-- RECORD EXCERPTS follows --

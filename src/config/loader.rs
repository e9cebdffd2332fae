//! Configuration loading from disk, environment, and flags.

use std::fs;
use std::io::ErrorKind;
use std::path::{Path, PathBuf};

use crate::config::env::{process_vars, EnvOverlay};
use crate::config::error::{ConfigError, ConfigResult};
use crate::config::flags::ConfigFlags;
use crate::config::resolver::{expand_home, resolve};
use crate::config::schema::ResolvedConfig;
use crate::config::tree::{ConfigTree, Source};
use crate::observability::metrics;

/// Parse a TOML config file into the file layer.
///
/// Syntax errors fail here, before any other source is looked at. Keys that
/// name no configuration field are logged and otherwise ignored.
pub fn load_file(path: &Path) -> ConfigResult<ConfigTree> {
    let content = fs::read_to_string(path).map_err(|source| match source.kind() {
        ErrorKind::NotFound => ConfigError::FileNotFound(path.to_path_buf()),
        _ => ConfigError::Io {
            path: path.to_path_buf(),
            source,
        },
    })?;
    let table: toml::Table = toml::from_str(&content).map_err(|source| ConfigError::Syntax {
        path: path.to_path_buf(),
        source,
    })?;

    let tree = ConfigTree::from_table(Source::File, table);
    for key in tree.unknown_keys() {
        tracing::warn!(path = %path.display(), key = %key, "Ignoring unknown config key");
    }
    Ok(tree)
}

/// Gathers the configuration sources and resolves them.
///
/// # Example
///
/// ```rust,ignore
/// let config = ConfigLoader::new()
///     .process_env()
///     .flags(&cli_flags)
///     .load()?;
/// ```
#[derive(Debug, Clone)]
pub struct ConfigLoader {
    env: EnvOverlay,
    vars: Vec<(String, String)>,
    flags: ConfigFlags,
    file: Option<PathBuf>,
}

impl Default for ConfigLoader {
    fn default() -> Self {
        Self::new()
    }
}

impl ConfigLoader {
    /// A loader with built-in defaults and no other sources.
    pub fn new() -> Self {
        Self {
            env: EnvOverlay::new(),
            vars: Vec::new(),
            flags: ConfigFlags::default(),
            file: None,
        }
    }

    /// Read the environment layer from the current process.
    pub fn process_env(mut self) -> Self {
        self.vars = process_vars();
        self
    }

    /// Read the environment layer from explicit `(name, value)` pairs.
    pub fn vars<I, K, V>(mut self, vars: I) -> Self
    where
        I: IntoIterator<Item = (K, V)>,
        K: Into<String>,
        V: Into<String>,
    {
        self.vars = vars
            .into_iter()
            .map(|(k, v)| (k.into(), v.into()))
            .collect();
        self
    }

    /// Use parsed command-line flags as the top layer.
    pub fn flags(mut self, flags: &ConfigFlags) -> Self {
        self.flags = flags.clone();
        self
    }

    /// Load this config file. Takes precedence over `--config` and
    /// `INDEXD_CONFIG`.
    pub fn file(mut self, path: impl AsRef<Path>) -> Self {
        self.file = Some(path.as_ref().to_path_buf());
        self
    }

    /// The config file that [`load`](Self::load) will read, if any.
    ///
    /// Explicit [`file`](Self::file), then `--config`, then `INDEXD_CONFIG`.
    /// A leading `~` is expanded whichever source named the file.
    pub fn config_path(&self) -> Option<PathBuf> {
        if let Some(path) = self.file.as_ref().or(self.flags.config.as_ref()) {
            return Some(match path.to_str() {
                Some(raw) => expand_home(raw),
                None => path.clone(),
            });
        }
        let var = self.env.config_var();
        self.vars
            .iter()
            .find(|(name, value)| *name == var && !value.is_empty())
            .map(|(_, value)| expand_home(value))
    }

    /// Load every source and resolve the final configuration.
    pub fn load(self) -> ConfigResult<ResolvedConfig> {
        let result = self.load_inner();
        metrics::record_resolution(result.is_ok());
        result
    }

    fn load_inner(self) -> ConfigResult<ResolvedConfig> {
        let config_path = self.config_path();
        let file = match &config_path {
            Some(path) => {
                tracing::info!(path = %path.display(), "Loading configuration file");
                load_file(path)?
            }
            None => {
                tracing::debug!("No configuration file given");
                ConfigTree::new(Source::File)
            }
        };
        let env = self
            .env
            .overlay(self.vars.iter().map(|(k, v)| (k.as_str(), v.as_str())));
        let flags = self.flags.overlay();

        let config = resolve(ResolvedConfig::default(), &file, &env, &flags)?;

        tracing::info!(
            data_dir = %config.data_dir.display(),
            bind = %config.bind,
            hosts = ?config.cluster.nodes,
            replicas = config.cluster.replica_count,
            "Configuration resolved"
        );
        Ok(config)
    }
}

-- RECORD EXCERPTS concluded --

YOUR TASK » Scan the material above for the string "that". Return each line where it occurs.

RESPONSE AREA »
/// Syntax errors fail here, before any other source is looked at. Keys that
    /// The config file that [`load`](Self::load) will read, if any.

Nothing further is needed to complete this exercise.